Your answer should be an exact copy of the lines from the start of the entries to the line containing "pub fn sample_count(&self)", both included.
------ DATASET ENTRIES
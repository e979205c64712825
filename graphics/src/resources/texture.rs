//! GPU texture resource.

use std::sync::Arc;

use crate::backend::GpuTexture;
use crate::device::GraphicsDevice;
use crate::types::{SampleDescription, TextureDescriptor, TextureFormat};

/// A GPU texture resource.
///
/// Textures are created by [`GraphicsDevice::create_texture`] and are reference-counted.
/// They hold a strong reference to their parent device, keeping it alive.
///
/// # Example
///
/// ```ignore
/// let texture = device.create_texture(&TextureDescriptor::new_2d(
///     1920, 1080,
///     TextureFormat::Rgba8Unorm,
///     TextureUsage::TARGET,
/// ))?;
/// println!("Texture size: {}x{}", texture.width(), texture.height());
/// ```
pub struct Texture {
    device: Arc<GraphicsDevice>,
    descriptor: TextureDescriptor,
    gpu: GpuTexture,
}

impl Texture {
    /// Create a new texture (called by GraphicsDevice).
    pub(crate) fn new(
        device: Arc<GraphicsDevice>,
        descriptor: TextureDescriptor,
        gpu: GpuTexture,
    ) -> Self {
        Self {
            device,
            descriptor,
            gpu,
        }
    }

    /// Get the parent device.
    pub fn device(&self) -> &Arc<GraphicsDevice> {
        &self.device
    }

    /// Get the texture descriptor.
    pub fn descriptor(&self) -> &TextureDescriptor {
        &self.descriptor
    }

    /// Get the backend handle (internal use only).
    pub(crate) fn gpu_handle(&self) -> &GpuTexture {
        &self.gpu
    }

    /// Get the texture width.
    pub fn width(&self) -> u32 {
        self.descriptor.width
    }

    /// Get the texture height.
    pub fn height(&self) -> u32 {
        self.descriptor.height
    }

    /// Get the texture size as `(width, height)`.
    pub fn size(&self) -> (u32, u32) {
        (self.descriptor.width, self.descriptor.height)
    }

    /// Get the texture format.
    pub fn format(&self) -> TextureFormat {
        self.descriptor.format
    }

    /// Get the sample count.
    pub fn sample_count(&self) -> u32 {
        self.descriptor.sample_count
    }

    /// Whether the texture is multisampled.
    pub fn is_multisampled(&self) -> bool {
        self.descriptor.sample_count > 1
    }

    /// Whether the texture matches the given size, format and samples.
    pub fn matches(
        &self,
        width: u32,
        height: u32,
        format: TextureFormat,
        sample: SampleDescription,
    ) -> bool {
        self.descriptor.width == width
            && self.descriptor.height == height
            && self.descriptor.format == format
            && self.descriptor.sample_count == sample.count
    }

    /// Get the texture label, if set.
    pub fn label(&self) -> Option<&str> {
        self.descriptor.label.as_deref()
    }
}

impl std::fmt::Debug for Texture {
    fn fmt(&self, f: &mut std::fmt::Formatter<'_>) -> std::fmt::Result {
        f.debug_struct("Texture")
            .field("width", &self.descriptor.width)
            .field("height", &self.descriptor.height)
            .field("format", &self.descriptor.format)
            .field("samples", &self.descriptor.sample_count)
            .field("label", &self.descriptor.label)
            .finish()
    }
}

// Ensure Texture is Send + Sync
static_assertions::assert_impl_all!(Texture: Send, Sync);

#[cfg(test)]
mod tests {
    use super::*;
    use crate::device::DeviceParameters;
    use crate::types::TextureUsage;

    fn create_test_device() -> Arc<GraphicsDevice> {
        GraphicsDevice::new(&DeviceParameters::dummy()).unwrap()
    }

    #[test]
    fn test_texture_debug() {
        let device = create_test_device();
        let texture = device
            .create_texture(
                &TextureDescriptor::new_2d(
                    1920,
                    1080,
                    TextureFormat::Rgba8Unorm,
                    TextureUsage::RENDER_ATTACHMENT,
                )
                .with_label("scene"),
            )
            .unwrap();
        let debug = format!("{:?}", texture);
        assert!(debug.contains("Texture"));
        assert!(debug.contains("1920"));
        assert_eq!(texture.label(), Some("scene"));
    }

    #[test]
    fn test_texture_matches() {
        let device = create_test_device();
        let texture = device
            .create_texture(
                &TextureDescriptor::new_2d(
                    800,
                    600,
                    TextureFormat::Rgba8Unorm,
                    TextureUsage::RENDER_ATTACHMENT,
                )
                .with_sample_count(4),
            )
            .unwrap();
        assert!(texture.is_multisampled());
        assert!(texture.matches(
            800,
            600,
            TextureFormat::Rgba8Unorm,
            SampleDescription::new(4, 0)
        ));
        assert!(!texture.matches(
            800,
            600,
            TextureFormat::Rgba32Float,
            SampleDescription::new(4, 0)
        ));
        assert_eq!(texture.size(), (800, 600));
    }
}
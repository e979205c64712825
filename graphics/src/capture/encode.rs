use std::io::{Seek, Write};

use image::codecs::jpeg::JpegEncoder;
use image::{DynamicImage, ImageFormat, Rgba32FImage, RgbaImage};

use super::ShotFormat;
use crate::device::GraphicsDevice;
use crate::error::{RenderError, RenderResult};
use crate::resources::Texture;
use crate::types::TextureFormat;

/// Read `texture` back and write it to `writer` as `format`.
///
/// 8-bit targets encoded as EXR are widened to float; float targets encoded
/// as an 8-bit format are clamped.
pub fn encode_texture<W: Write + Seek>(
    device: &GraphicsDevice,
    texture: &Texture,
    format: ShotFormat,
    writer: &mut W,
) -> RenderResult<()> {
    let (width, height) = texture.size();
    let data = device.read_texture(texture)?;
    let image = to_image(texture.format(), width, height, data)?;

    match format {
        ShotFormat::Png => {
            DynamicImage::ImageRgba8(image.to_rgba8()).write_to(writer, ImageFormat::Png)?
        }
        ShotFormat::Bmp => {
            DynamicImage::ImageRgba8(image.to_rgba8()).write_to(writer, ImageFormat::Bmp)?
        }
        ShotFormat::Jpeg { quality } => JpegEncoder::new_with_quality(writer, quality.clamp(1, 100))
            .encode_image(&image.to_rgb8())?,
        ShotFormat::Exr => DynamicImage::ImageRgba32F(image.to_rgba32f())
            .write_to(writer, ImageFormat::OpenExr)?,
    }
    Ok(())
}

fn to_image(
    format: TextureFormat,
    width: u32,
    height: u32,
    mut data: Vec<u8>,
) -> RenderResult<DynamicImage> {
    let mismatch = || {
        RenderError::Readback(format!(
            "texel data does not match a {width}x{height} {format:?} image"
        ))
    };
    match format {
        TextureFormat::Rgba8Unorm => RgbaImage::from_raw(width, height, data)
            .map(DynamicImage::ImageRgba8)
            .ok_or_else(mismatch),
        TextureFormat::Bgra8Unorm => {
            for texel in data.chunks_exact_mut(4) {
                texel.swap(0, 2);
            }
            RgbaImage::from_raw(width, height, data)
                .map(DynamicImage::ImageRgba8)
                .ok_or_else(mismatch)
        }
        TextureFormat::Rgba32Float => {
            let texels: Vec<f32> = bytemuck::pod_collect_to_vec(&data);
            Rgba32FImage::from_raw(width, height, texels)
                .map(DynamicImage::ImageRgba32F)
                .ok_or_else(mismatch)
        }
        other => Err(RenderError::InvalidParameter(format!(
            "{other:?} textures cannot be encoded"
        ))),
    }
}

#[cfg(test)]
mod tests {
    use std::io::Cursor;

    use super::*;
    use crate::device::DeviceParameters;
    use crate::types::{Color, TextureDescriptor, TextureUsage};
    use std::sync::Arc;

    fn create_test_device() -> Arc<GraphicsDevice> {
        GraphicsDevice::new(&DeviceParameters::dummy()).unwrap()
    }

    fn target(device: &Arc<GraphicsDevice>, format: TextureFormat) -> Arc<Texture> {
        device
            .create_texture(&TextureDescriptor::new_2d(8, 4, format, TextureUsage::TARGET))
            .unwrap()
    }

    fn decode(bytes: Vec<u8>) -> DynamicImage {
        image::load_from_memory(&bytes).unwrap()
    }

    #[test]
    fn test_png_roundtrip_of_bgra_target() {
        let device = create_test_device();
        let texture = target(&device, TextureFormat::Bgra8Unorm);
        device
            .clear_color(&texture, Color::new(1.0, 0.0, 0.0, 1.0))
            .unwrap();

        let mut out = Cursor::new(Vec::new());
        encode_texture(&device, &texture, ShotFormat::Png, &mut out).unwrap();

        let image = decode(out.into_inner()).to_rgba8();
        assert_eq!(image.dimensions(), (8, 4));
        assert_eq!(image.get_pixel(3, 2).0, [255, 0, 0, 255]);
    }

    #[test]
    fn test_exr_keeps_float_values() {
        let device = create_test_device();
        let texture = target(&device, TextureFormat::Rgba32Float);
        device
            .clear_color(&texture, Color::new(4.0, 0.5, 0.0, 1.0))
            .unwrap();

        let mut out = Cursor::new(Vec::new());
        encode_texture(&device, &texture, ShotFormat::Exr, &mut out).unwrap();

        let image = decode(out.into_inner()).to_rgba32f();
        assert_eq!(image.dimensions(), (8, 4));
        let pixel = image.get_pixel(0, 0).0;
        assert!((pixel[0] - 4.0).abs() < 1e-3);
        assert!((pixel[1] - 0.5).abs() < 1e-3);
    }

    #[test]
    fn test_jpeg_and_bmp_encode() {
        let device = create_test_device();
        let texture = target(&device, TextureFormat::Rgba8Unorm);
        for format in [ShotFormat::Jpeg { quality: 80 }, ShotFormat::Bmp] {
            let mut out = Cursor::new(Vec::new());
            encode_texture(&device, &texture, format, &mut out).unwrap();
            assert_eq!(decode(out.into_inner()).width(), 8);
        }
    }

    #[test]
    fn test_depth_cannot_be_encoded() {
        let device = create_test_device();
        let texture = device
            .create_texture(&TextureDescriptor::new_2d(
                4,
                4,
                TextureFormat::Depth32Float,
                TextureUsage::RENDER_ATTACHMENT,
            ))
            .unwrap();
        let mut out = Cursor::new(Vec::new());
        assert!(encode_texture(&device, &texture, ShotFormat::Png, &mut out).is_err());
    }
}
------------
> [ANSWER BOX]
repository e979205c64712825
filename graphics/src/resources/texture.rs
//! GPU texture resource.

use std::sync::Arc;

use crate::backend::GpuTexture;
use crate::device::GraphicsDevice;
use crate::types::{SampleDescription, TextureDescriptor, TextureFormat};

/// A GPU texture resource.
///
/// Textures are created by [`GraphicsDevice::create_texture`] and are reference-counted.
/// They hold a strong reference to their parent device, keeping it alive.
///
/// # Example
///
/// ```ignore
/// let texture = device.create_texture(&TextureDescriptor::new_2d(
///     1920, 1080,
///     TextureFormat::Rgba8Unorm,
///     TextureUsage::TARGET,
/// ))?;
/// println!("Texture size: {}x{}", texture.width(), texture.height());
/// ```
pub struct Texture {
    device: Arc<GraphicsDevice>,
    descriptor: TextureDescriptor,
    gpu: GpuTexture,
}

impl Texture {
    /// Create a new texture (called by GraphicsDevice).
    pub(crate) fn new(
        device: Arc<GraphicsDevice>,
        descriptor: TextureDescriptor,
        gpu: GpuTexture,
    ) -> Self {
        Self {
            device,
            descriptor,
            gpu,
        }
    }

    /// Get the parent device.
    pub fn device(&self) -> &Arc<GraphicsDevice> {
        &self.device
    }

    /// Get the texture descriptor.
    pub fn descriptor(&self) -> &TextureDescriptor {
        &self.descriptor
    }

    /// Get the backend handle (internal use only).
    pub(crate) fn gpu_handle(&self) -> &GpuTexture {
        &self.gpu
    }

    /// Get the texture width.
    pub fn width(&self) -> u32 {
        self.descriptor.width
    }

    /// Get the texture height.
    pub fn height(&self) -> u32 {
        self.descriptor.height
    }

    /// Get the texture size as `(width, height)`.
    pub fn size(&self) -> (u32, u32) {
        (self.descriptor.width, self.descriptor.height)
    }

    /// Get the texture format.
    pub fn format(&self) -> TextureFormat {
        self.descriptor.format
    }

    /// Get the sample count.
    pub fn sample_count(&self) -> u32 {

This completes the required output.